Spring came as a surprise to Andak, and it surpassed all expectations. As each day dawned a haze would settle on the mountains, softening their edges, and for an hour or more they would be sheathed in cool, translucent gray. Then the rain would fall—clear showers of pure water that came punctually mid-morning, and that freshened the air for the whole of the day. Spring had come to Andak, as it had never done before, smoothing the shift from harsh winter to stark summer; a third season, a proof of change.

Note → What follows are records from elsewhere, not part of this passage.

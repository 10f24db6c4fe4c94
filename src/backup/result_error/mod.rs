use std::fmt::Debug;
pub mod error;
pub mod result;

pub trait WithDebugObjectAndFnName<S: Into<String>, O: Debug + 'static> {
    fn with_debug_object_and_fn_name(self, obj: O, fn_name: S) -> Self;
}

pub trait WithMsg<S: Into<String>> {
    fn with_msg(self, msg: S) -> Self;
}

pub trait WithFnName<S: Into<String>> {
    fn with_fn_name(self, fn_name: S) -> Self;
}
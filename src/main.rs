use clap::Parser;
use std::path::PathBuf;
use std::process::exit;
use tracing::level_filters::LevelFilter;
use tracing::{error, info};
use vacuum_backup::backup::backup_config::BackupConfig;
use vacuum_backup::backup::clock::SystemClock;
use vacuum_backup::backup::compress::seven_zip::SevenZip;
use vacuum_backup::backup::disk::Fs2DiskSpace;
use vacuum_backup::backup::log_file::{init_tracing, open_log_file, NEW_RUN_MARKER};
use vacuum_backup::backup::orchestrator::{exit_code, Orchestrator};
use vacuum_backup::backup::process::ShellProcessRunner;
use vacuum_backup::backup::result_error::error::Error;
use vacuum_backup::backup::result_error::WithMsg;

/// Stop services, back up SQLite databases, archive them, start services again
#[derive(Parser, Debug)]
#[command(version, about, long_about = None)]
struct Args {
    /// Location of config file
    #[arg(short, long, default_value = "config.yml")]
    config: PathBuf,

    /// Directory of the daily log files
    #[arg(short, long, default_value = ".")]
    log_dir: PathBuf,

    /// Only load and validate the config, then print it resolved
    #[arg(long)]
    check: bool,

    /// Log debug events as well
    #[arg(short, long)]
    verbose: bool,
}

fn main() {
    let args = Args::parse();
    let clock = SystemClock;

    match open_log_file(&args.log_dir, &clock) {
        Ok(file) => {
            let level = if args.verbose {
                LevelFilter::DEBUG
            } else {
                LevelFilter::INFO
            };
            init_tracing(file, level);
        }
        Err(e) => {
            eprintln!("Cannot open log file in {:?}: {e}", args.log_dir);
            exit(exit_code::STARTUP_FAILURE);
        }
    }
    info!("{NEW_RUN_MARKER}");

    let config = BackupConfig::load(&args.config).and_then(|c| {
        c.resolve()
            .with_msg(format!("Config resolution failed: {:?}", &args.config))
    });
    let config = match config {
        Ok(config) => config,
        Err(e) => {
            error!("{e}");
            exit(exit_code::STARTUP_FAILURE);
        }
    };

    if args.check {
        match serde_yml::to_string(&config).map_err(Error::from) {
            Ok(yaml) => println!("{yaml}"),
            Err(e) => {
                error!("{e}");
                exit(exit_code::STARTUP_FAILURE);
            }
        }
        exit(exit_code::SUCCESS);
    }

    let runner = ShellProcessRunner;
    let disk = Fs2DiskSpace;
    let seven_zip = SevenZip::new(config.seven_zip(), &runner);

    let report = Orchestrator::builder()
        .config(&config)
        .clock(&clock)
        .disk(&disk)
        .runner(&runner)
        .compressor(&seven_zip)
        .log_dir(args.log_dir.as_path())
        .build()
        .run();

    report.log_summary();
    exit(report.exit_code());
}
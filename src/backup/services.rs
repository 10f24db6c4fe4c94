//! Stopping and restarting everything that writes to the databases.
//!
//! Commands target a Windows host: `sc` for services, `schtasks` for
//! scheduled tasks, `iisreset` for IIS and `taskkill` for stray desktop tools
//! holding the database open.

use crate::backup::backup_config::{IisMode, ResolvedConfig};
use crate::backup::process::ProcessRunner;

use std::ffi::OsStr;

/// Result of one command issued for one named target.
#[derive(Clone, Debug, PartialEq, Eq)]
pub struct ServiceAction {
    pub target: String,
    pub command: String,
    pub success: bool,
}

#[derive(Debug)]
pub struct ServiceController<'a> {
    runner: &'a dyn ProcessRunner,
    services: &'a [String],
    sch_tasks: &'a [String],
    kill_processes: &'a [String],
    iis: IisMode,
}

impl<'a> ServiceController<'a> {
    pub fn new(runner: &'a dyn ProcessRunner, config: &'a ResolvedConfig) -> Self {
        Self {
            runner,
            services: config.services(),
            sch_tasks: config.sch_tasks(),
            kill_processes: config.kill_processes(),
            iis: config.iis(),
        }
    }

    pub fn stop_all(&self) -> Vec<ServiceAction> {
        let mut actions = Vec::new();

        for process in self.kill_processes {
            tracing::info!("Stopping {}", process);
            actions.push(self.run(process, "taskkill", &["/IM", process.as_str(), "/F"]));
        }

        for service in self.services {
            tracing::info!("Turning off \"{}\" service", service);
            actions.push(self.run(service, "sc", &["stop", service.as_str()]));
        }

        for task in self.sch_tasks {
            tracing::info!("Turning off \"{}\" task", task);
            actions.push(self.run(task, "schtasks", &["/end", "/tn", task.as_str()]));
            actions.push(self.run(task, "schtasks", &["/change", "/tn", task.as_str(), "/disable"]));
        }

        if self.iis.is_enabled() {
            tracing::info!("Turning off IIS service");
            actions.push(self.run("IIS", "iisreset", &["/stop"]));
        }

        actions
    }

    pub fn start_all(&self) -> Vec<ServiceAction> {
        let mut actions = Vec::new();

        for service in self.services {
            tracing::info!("Turning on \"{}\" service", service);
            actions.push(self.run(service, "sc", &["start", service.as_str()]));
        }

        for task in self.sch_tasks {
            tracing::info!("Turning on \"{}\" task", task);
            actions.push(self.run(task, "schtasks", &["/change", "/tn", task.as_str(), "/enable"]));
        }

        if self.iis.is_enabled() {
            tracing::info!("Turning on IIS service");
            actions.push(self.run("IIS", "iisreset", &["/start"]));
        }

        actions
    }

    fn run(&self, target: &str, program: &str, args: &[&str]) -> ServiceAction {
        let command = std::iter::once(program)
            .chain(args.iter().copied())
            .collect::<Vec<_>>()
            .join(" ");
        tracing::info!("{}", command);

        let os_args = args.iter().map(OsStr::new).collect::<Vec<_>>();
        let success = match self.runner.run(OsStr::new(program), &os_args) {
            Ok(true) => true,
            Ok(false) => {
                tracing::warn!("\"{}\" for \"{}\" failed", command, target);
                false
            }
            Err(e) => {
                tracing::warn!("\"{}\" for \"{}\" could not be run: {e}", command, target);
                false
            }
        };

        ServiceAction {
            target: target.to_string(),
            command,
            success,
        }
    }
}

Keiko watched all of this progress, and she marveled at it. In the plains to the south of the base, a gentle but ineluctable transformation was being wrought, as the barren yellow fields became fertile and grew. The first shoots of the crops they had planted were appearing. Monitored every minute, both day and night; surely nothing had been watched so proudly, discussed so thoroughly, nurtured so tenderly? The models from the physicists, the projections from the statisticians, the data from the geologists and botanists, the sheer bloody hard work of them all, as Miles put it—all these complex strands had been woven together, and now the plains of Andak were embroidered green.
The gardens at the settlement were growing too—and this made the houses seem less temporary, as if their roots were finally taking. Here, it had to be admitted, lay one of Keiko’s few regrets—that she had not planted her meya lilies last year. But even I didn’t think that there would be so much water…! And it seemed to Keiko that even this lack was more like a promise—a promise that there would be a second year of growth at Andak, and that it would be remembered as the spring that meya lilies blossomed in the Cardassian desert.
Keiko sat up from where she had been kneeling, stretched her back, and then tucked her legs under her again, watching closely the work being done in front of her.
“Is this right?” the girl next to her asked, tentatively dripping water on the row of sprouting green. Keiko leaned in and checked the moisture levels.
“They’ll cope with a little more,” she murmured. “And you’ll need to watch them—they’ll need watering each day throughout the growing season.”
The girl nodded, and poured from the container much more abundantly. Having enough water for all their tasks still took some getting used to, particularly for the Cardassians here. Keiko set down her measuring tool, and wiped at her forehead with the back of her hand. Then she looked around the square.
The evening was golden, the light soft and warm. Children were out playing, Molly among them—or, rather, at the head of them. Even Yoshi was out, sitting near one edge of the square, down on the south side, where it was quiet. He was fingering the leaves of the aramanth bushes that stood there. These were already showing their first bright yellow buds. Feric and the other members of the Oralian Way, under Keiko’s tutelage, had planted these—two lines of bushes, four in each line, meeting up in one corner of the square. A small, secluded grove, set right at the heart of the busy settlement. In an hour or so, judging by the quality of light and the shadows being cast by the mountains, the Oralian Way would be coming out to hold their meeting there. Feric’s plan for later in the spring, he had told Keiko, was to put something permanent at the point where the bushes met. He had spent what time he could spare during the winter months working on a carving, chipping away slowly at a large piece of black Andak stone.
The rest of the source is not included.